* Task statement
Determine how many lines of the material hold the word "SeqCst", and answer with the number only.
(Beginning of Information)
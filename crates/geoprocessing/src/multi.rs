//! Multi-Area Runner: one operation set over many shapes in one call.

use serde_json::Value;
use std::collections::BTreeMap;
use std::sync::Arc;
use tracing::{debug, info, instrument};

use geop_common::{ensure_distinct_keys, AreaDescriptor, GeopError, GeopResult};
use storage::CacheStore;

use crate::cache_key::CacheKey;
use crate::catalog::OperationSet;
use crate::config::GeopConfig;
use crate::engine::{GeoprocessingEngine, MultiRequest, RawResult};
use crate::layers::LayerConfig;
use crate::runner::ResultCache;

/// Area result key to operation label to raw result.
pub type PartialResultSet = BTreeMap<String, BTreeMap<String, RawResult>>;

/// Runs an operation set over many shapes, skipping fully cached areas.
#[derive(Clone)]
pub struct MultiRunner {
    engine: Arc<dyn GeoprocessingEngine>,
    cache: ResultCache,
    config: Arc<GeopConfig>,
}

impl MultiRunner {
    pub fn new(
        engine: Arc<dyn GeoprocessingEngine>,
        cache: Arc<dyn CacheStore>,
        config: Arc<GeopConfig>,
    ) -> Self {
        Self {
            engine,
            cache: ResultCache::new(cache),
            config,
        }
    }

    pub fn config(&self) -> &GeopConfig {
        &self.config
    }

    /// Resolve per-request overrides against the configured defaults.
    pub fn resolve_layers(&self, overrides: &BTreeMap<String, String>) -> GeopResult<LayerConfig> {
        self.config.layers.resolve(overrides)
    }

    /// Run `set` over `areas` with already-resolved layers.
    ///
    /// An area is left out of the engine request only when every operation
    /// of the set is cached for it. Fresh results for well-known areas are
    /// written back one (area, label) pair at a time.
    #[instrument(skip_all, fields(set = set.name(), areas = areas.len()))]
    pub async fn run(
        &self,
        set: OperationSet,
        areas: &[AreaDescriptor],
        stream_lines: &Value,
        layers: &LayerConfig,
    ) -> GeopResult<PartialResultSet> {
        ensure_distinct_keys(areas)?;

        let mut results = PartialResultSet::new();
        let mut outbound: Vec<&AreaDescriptor> = Vec::new();

        for area in areas {
            match self.cached_set(set, area, layers).await {
                Some(hit) => {
                    results.insert(area.result_key(), hit);
                }
                None => outbound.push(area),
            }
        }

        if outbound.is_empty() {
            debug!(cached = results.len(), "All areas cached, skipping engine call");
            return Ok(results);
        }

        let request = MultiRequest::build(set, &outbound, stream_lines, layers)?;
        let mut response = self.engine.multi(&request).await?;

        info!(
            requested = outbound.len(),
            cached = results.len(),
            "Multi operation computed"
        );

        for area in outbound {
            let area_key = area.result_key();
            let fresh = response.remove(&area_key).ok_or_else(|| {
                GeopError::MalformedResult(format!("engine response is missing shape {}", area_key))
            })?;

            if self.config.cache_enabled {
                for (label, result) in &fresh {
                    if let Some(key) = CacheKey::for_area(&area.id, label, layers) {
                        self.cache.store(&key, result, None).await;
                    }
                }
            }

            results.insert(area_key, fresh);
        }

        Ok(results)
    }

    /// Every result of `set` for `area`, or `None` on any miss.
    async fn cached_set(
        &self,
        set: OperationSet,
        area: &AreaDescriptor,
        layers: &LayerConfig,
    ) -> Option<BTreeMap<String, RawResult>> {
        if !self.config.cache_enabled || !area.id.is_cacheable() {
            return None;
        }

        let mut hits = BTreeMap::new();
        for label in set.labels() {
            let key = CacheKey::for_area(&area.id, label, layers)?;
            let result = self.cache.lookup(&key).await?;
            hits.insert(label.to_string(), result);
        }

        Some(hits)
    }
}

#[cfg(test)]
mod tests {
    use super::*;
    use async_trait::async_trait;
    use geop_common::AreaId;
    use serde_json::json;
    use std::sync::atomic::{AtomicUsize, Ordering};
    use std::sync::Mutex;
    use storage::MemoryCache;

    use crate::engine::{MultiResponse, RunRequest};

    /// Answers every requested shape with one group per label.
    #[derive(Default)]
    struct EchoEngine {
        calls: AtomicUsize,
        shapes: Mutex<Vec<Vec<String>>>,
    }

    #[async_trait]
    impl GeoprocessingEngine for EchoEngine {
        async fn run(&self, _request: &RunRequest) -> GeopResult<RawResult> {
            Err(GeopError::Internal("not used".into()))
        }

        async fn multi(&self, request: &MultiRequest) -> GeopResult<MultiResponse> {
            self.calls.fetch_add(1, Ordering::SeqCst);
            self.shapes
                .lock()
                .unwrap()
                .push(request.shape_ids().map(str::to_string).collect());

            Ok(request
                .shapes
                .iter()
                .map(|shape| {
                    let per_label = request
                        .operations
                        .iter()
                        .map(|op| {
                            (
                                op.label.clone(),
                                BTreeMap::from([("List(1)".to_string(), 1.0)]),
                            )
                        })
                        .collect();
                    (shape.id.clone(), per_label)
                })
                .collect())
        }
    }

    fn huc(row: u32) -> AreaDescriptor {
        AreaDescriptor::new(
            AreaId::well_known("huc12", row.to_string()),
            json!({"type": "Polygon", "coordinates": []}),
        )
    }

    fn runner(engine: Arc<EchoEngine>, cache: MemoryCache) -> MultiRunner {
        MultiRunner::new(engine, Arc::new(cache), Arc::new(GeopConfig::default()))
    }

    #[tokio::test]
    async fn test_fully_cached_batch_makes_no_call() {
        let engine = Arc::new(EchoEngine::default());
        let runner = runner(engine.clone(), MemoryCache::default());
        let layers = LayerConfig::default();
        let areas = vec![huc(1), huc(2)];

        let first = runner
            .run(OperationSet::MapshedCore, &areas, &json!([]), &layers)
            .await
            .unwrap();
        let second = runner
            .run(OperationSet::MapshedCore, &areas, &json!([]), &layers)
            .await
            .unwrap();

        assert_eq!(engine.calls.load(Ordering::SeqCst), 1);
        assert_eq!(first, second);
    }

    #[tokio::test]
    async fn test_partial_area_hit_is_requested_in_full() {
        let engine = Arc::new(EchoEngine::default());
        let cache = MemoryCache::default();
        let runner = runner(engine.clone(), cache.clone());
        let layers = LayerConfig::default();

        // Only one label cached for huc12__1.
        let key = CacheKey::for_area(&huc(1).id, "gwn", &layers).unwrap();
        cache
            .set(key.as_str(), &json!({"List(3)": 9.0}), None)
            .await
            .unwrap();

        let results = runner
            .run(OperationSet::MapshedCore, &[huc(1)], &json!([]), &layers)
            .await
            .unwrap();

        assert_eq!(engine.calls.load(Ordering::SeqCst), 1);
        assert_eq!(results["huc12__1"]["gwn"]["List(1)"], 1.0);
        assert_eq!(
            results["huc12__1"].len(),
            OperationSet::MapshedCore.members().len()
        );
    }

    #[tokio::test]
    async fn test_uncached_areas_never_written() {
        let engine = Arc::new(EchoEngine::default());
        let cache = MemoryCache::default();
        let runner = runner(engine.clone(), cache.clone());

        let area = AreaDescriptor::uncached(json!({"type": "Polygon"})).with_member_id("sb-1");
        let results = runner
            .run(
                OperationSet::MapshedCore,
                &[area],
                &json!([]),
                &LayerConfig::default(),
            )
            .await
            .unwrap();

        assert!(results.contains_key("sb-1"));
        assert!(cache.is_empty().await);
    }

    #[tokio::test]
    async fn test_missing_shape_in_response_is_an_error() {
        struct ForgetfulEngine;

        #[async_trait]
        impl GeoprocessingEngine for ForgetfulEngine {
            async fn run(&self, _request: &RunRequest) -> GeopResult<RawResult> {
                Err(GeopError::Internal("not used".into()))
            }

            async fn multi(&self, _request: &MultiRequest) -> GeopResult<MultiResponse> {
                Ok(MultiResponse::new())
            }
        }

        let runner = MultiRunner::new(
            Arc::new(ForgetfulEngine),
            Arc::new(MemoryCache::default()),
            Arc::new(GeopConfig::default()),
        );
        let err = runner
            .run(
                OperationSet::MapshedCore,
                &[huc(7)],
                &json!([]),
                &LayerConfig::default(),
            )
            .await
            .unwrap_err();
        assert_eq!(err.kind(), "malformed_result");
    }

    #[tokio::test]
    async fn test_colliding_uncached_areas_rejected_before_engine() {
        let engine = Arc::new(EchoEngine::default());
        let runner = runner(engine.clone(), MemoryCache::default());
        let areas = vec![
            AreaDescriptor::uncached(json!({"type": "Polygon", "coordinates": []})),
            AreaDescriptor::uncached(json!({"type": "Polygon", "coordinates": []})),
        ];

        let err = runner
            .run(
                OperationSet::MapshedCore,
                &areas,
                &json!([]),
                &LayerConfig::default(),
            )
            .await
            .unwrap_err();

        assert!(err.is_config_error());
        assert_eq!(engine.calls.load(Ordering::SeqCst), 0);
    }
}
(End of Information)
* Answer box
4